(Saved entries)
((
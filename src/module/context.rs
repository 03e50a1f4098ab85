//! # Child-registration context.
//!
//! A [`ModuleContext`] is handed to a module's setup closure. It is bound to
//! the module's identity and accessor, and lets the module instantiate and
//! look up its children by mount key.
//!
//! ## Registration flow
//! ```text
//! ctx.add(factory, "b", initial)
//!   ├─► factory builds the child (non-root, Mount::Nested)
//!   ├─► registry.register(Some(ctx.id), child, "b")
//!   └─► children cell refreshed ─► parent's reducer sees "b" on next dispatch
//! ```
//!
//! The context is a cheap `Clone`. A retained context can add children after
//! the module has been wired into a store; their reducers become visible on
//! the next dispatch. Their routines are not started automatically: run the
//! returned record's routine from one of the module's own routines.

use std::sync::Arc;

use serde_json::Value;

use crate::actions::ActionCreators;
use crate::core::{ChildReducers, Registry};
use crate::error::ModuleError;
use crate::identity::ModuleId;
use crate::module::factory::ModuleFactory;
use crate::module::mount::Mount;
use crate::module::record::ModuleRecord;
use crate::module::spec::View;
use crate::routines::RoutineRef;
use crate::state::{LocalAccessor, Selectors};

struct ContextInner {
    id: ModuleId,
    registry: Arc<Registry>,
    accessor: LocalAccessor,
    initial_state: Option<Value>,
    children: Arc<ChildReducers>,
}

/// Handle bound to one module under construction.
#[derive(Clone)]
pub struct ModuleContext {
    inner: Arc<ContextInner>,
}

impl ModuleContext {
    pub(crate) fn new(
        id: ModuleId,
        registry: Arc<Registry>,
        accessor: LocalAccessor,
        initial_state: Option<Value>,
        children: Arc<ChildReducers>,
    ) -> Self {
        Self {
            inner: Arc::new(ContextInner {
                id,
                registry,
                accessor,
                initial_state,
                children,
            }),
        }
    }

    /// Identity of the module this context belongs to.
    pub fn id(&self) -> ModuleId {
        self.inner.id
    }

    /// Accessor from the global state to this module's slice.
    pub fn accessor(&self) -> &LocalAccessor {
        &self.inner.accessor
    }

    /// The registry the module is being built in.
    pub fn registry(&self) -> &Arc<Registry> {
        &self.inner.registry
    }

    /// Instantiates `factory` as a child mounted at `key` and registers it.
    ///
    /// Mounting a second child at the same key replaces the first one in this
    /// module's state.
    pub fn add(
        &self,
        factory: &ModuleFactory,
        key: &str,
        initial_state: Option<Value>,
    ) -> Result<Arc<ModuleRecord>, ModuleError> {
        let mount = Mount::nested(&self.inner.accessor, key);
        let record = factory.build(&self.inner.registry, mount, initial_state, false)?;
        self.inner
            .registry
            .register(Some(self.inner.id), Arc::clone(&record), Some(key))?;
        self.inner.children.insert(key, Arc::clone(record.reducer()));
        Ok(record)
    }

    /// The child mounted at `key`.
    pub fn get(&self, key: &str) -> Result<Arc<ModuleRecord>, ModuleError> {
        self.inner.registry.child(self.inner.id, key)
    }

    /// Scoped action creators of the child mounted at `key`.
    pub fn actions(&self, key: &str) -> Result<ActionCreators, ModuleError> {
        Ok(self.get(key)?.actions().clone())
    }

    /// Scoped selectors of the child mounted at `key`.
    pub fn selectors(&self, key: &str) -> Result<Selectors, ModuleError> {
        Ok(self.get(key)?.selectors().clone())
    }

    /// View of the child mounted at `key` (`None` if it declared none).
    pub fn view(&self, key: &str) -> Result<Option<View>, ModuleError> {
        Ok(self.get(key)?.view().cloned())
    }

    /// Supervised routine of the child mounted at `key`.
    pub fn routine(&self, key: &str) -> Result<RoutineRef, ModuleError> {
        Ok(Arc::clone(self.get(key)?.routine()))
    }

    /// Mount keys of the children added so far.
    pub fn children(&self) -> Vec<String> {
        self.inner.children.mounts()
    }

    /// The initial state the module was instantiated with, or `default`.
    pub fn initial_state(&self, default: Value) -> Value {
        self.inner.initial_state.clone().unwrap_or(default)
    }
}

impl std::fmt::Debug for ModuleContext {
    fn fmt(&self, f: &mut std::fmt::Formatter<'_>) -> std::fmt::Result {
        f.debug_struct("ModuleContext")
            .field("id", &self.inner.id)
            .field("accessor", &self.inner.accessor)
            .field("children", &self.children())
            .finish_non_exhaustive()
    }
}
))
TRY IT ::
Would you write the records out again, word for word?

YOUR RESPONSE ::
filename src/module/context.rs
repository 03e50a1f4098ab85
//! # Child-registration context.
//!
//! A [`ModuleContext`] is handed to a module's setup closure. It is bound to
//! the module's identity and accessor, and lets the module instantiate and
//! look up its children by mount key.
//!
//! ## Registration flow
//! ```text
//! ctx.add(factory, "b", initial)
//!   ├─► factory builds the child (non-root, Mount::Nested)
//!   ├─► registry.register(Some(ctx.id), child, "b")
//!   └─► children cell refreshed ─► parent's reducer sees "b" on next dispatch
//! ```
//!
//! The context is a cheap `Clone`. A retained context can add children after
//! the module has been wired into a store; their reducers become visible on
//! the next dispatch. Their routines are not started automatically: run the
//! returned record's routine from one of the module's own routines.

use std::sync::Arc;

use serde_json::Value;

use crate::actions::ActionCreators;
use crate::core::{ChildReducers, Registry};
use crate::error::ModuleError;
use crate::identity::ModuleId;
use crate::module::factory::ModuleFactory;
use crate::module::mount::Mount;
use crate::module::record::ModuleRecord;
use crate::module::spec::View;
use crate::routines::RoutineRef;
use crate::state::{LocalAccessor, Selectors};

struct ContextInner {
    id: ModuleId,
    registry: Arc<Registry>,
    accessor: LocalAccessor,
    initial_state: Option<Value>,
    children: Arc<ChildReducers>,
}

/// Handle bound to one module under construction.
#[derive(Clone)]
pub struct ModuleContext {
    inner: Arc<ContextInner>,
}

impl ModuleContext {
    pub(crate) fn new(
        id: ModuleId,
        registry: Arc<Registry>,
        accessor: LocalAccessor,
        initial_state: Option<Value>,
        children: Arc<ChildReducers>,
    ) -> Self {
        Self {
            inner: Arc::new(ContextInner {
                id,
                registry,
                accessor,
                initial_state,
                children,
            }),
        }
    }

    /// Identity of the module this context belongs to.
    pub fn id(&self) -> ModuleId {
        self.inner.id
    }

    /// Accessor from the global state to this module's slice.
    pub fn accessor(&self) -> &LocalAccessor {
        &self.inner.accessor
    }

    /// The registry the module is being built in.
    pub fn registry(&self) -> &Arc<Registry> {
        &self.inner.registry
    }

    /// Instantiates `factory` as a child mounted at `key` and registers it.
    ///
    /// Mounting a second child at the same key replaces the first one in this
    /// module's state.
    pub fn add(
        &self,
        factory: &ModuleFactory,
        key: &str,
        initial_state: Option<Value>,
    ) -> Result<Arc<ModuleRecord>, ModuleError> {
        let mount = Mount::nested(&self.inner.accessor, key);
        let record = factory.build(&self.inner.registry, mount, initial_state, false)?;
        self.inner
            .registry
            .register(Some(self.inner.id), Arc::clone(&record), Some(key))?;
        self.inner.children.insert(key, Arc::clone(record.reducer()));
        Ok(record)
    }

    /// The child mounted at `key`.
    pub fn get(&self, key: &str) -> Result<Arc<ModuleRecord>, ModuleError> {
        self.inner.registry.child(self.inner.id, key)
    }

    /// Scoped action creators of the child mounted at `key`.
    pub fn actions(&self, key: &str) -> Result<ActionCreators, ModuleError> {
        Ok(self.get(key)?.actions().clone())
    }

    /// Scoped selectors of the child mounted at `key`.
    pub fn selectors(&self, key: &str) -> Result<Selectors, ModuleError> {
        Ok(self.get(key)?.selectors().clone())
    }

    /// View of the child mounted at `key` (`None` if it declared none).
    pub fn view(&self, key: &str) -> Result<Option<View>, ModuleError> {
        Ok(self.get(key)?.view().cloned())
    }

    /// Supervised routine of the child mounted at `key`.
    pub fn routine(&self, key: &str) -> Result<RoutineRef, ModuleError> {
        Ok(Arc::clone(self.get(key)?.routine()))
    }

    /// Mount keys of the children added so far.
    pub fn children(&self) -> Vec<String> {
        self.inner.children.mounts()
    }

    /// The initial state the module was instantiated with, or `default`.
    pub fn initial_state(&self, default: Value) -> Value {
        self.inner.initial_state.clone().unwrap_or(default)
    }
}

impl std::fmt::Debug for ModuleContext {
    fn fmt(&self, f: &mut std::fmt::Formatter<'_>) -> std::fmt::Result {
        f.debug_struct("ModuleContext")
            .field("id", &self.inner.id)
            .field("accessor", &self.inner.accessor)
            .field("children", &self.children())
            .finish_non_exhaustive()
    }
}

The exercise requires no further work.